Турусина. Принять его, накормить и спросить, не нужно ли чего ему.
Григорий. Его, я думаю, особенно-с…
Турусина. Ну, ступай, не рассуждай!
Григорий. Слушаю-с. (Уходит.)
Турусина. У меня к вам просьба, Иван Иваныч.
Городулин. Весь в внимании.
Турусина. Я насчет Машеньки Нет ли у вас кого на примете?
Городулин. Жениха? Пощадите! Что за фантазия пришла вам просить меня! Ну, с какой стороны я похож на сваху московскую? Мое призвание — решить узы, а не связывать. Я противник всяких цепей, даже и супружеских.
Турусина. А сами носите.
Городулин. Оттого то я и не желаю их никакому лихому татарину.
Турусина. Кроме шуток, нет ли?
Городулин. Постойте, кого-то я на днях видел; так у него крупными буквами на лбу и написано: хороший жених. Вот так, того и гляди, что сию минуту женится на богатой невесте.
Турусина. Вспомните, вспомните.
Городулин. Да, да… Глумов.
Турусина. Хороший человек?
Городулин. Честный человек, я больше ничего не знаю. Кроме шуток, отличный человек.

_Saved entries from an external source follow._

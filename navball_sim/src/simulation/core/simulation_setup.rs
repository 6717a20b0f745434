// navball_sim/src/simulation/core/simulation_setup.rs

use rand::rngs::OsRng;
use rand::SeedableRng;
use rand_chacha::ChaCha8Rng;

use crate::prelude::*;
use crate::simulation::core::prng::SimulationRng;
use crate::simulation::core::topics::DeliveryCursor;

pub struct SimulationSetupPlugin;

impl Plugin for SimulationSetupPlugin {
    fn build(&self, app: &mut App) {
        // Apps that skip settings loading run on the defaults.
        if !app.world().contains_resource::<AppSettings>() {
            warn!("AppSettings not inserted, using defaults.");
            app.init_resource::<AppSettings>();
        }
        let seed = app.world().resource::<AppSettings>().vehicle.seed;

        // --- 1. Add the Deterministic PRNG Resource ---
        let rng = match seed {
            Some(seed) => ChaCha8Rng::seed_from_u64(seed),
            None => ChaCha8Rng::from_rng(OsRng).unwrap_or_else(|e| {
                warn!("OS RNG failed ({}), falling back to seed 0.", e);
                ChaCha8Rng::seed_from_u64(0)
            }),
        };
        app.insert_resource(SimulationRng(rng));

        // --- INITIALIZE RESOURCES ---
        app
            // The render host's message store.
            .init_resource::<TelemetryBus>()
            // How far frame delivery has read the bus.
            .init_resource::<DeliveryCursor>();

        // --- CONFIGURE THE FRAME PIPELINE ---
        // Telemetry is published before it is delivered, and the scene mirror
        // and the overlay always see the panel's state from this frame.
        app.configure_sets(
            Update,
            (
                NavballSet::Telemetry,
                NavballSet::Delivery,
                NavballSet::SceneSync,
                NavballSet::Ui,
            )
                .chain(),
        );
    }
}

Турусина. Постойте, как вы назвали? (Вынимает бумагу из кармана.)
Городулин. Глумов.
Турусина. Егор Дмитрич?
Городулин. Да.
Турусина. Вот и Крутицкий мне про него же говорил.
Городулин. Ну, значит, ему и быть, так у него на лбу, то есть на роду, написано. Прощайте. (Кланяется и уходит.)
Турусина. Что это за Глумов? В другой раз сегодня я слышу имя этого человека. И хотя я не верю ни Крутицкому, ни Городулину, но все-таки тут что-нибудь да есть, коли его хвалят люди совершенно противоположных убеждений. (Звонит.)
Входит Григорий.
Зови барышню и скажи, чтобы все шли сюда.
Григорий уходит.
Какая потеря для Москвы, что умер Иван Яковлич! Как легко и просто было жить в Москве при нем. Вот теперь я ночи не сплю, все думаю, как пристроить Машеньку: ну, ошибешься как-нибудь, на моей душе грех будет. А будь жив Иван Яковлич, мне бы и думать не о чем: съездила, спросила — и покойна. Вот когда мы узнаем настоящую-то цену человеку, когда его нет! Не знаю, заменит ли его Манефа, а много и от нее сверхъестественного.
Входят Машенька, 1-я приживалка с колодой карт, которую держит перед собой, как книгу, 2-я приживалка, с собачкой на руках.
1-я приживалка садится у стола, 2-я приживалка садится на скамейке у ног Турусиной.
1-я приживалка. Прикажете разложить?
Турусина. Погоди! Ну, Машенька, я говорила о тебе и с Крутицким и с Городулиным.
Машенька (с волнением). Говорите. Продолжайте. Я покорилась вашей воле и теперь с трепетом жду решения.
Турусина. Они оба рекомендовали одного человека, точно сговорились.
Машенька. И прекрасно. Значит, человек достойный. Кто же он?
Турусина. Но я им не верю.
1-я приживалка. Прикажете?
Турусина. Гадай! правду ли они говорили? (Машеньке.) Я им не верю, они могут ошибаться.
Машенька. Почему же, ma tante?
Турусина. Они люди. (2-й приживалке.) Не урони собачку!
Машенька. Кому же вы поверите, ma tante? оракулу? Мне что-то страшно.
Турусина. Очень естественно. Так и надо, и должно быть страшно. Мы не можем, не должны без страха поднимать завесу будущего. Там, за этой завесой, и счастье, и несчастье, и жизнь, и смерть твоя.
Машенька. Кто же нам приподнимет завесу?
Турусина. Тот, кто имеет власть.
Входит Григорий.
Григорий. Манефа-с.
Турусина. Вот кто! (Встает, идет навстречу Манефе, и все за ней).
Входит Манефа.
Те же и Манефа.
Турусина. Милости просим, пожалуйте!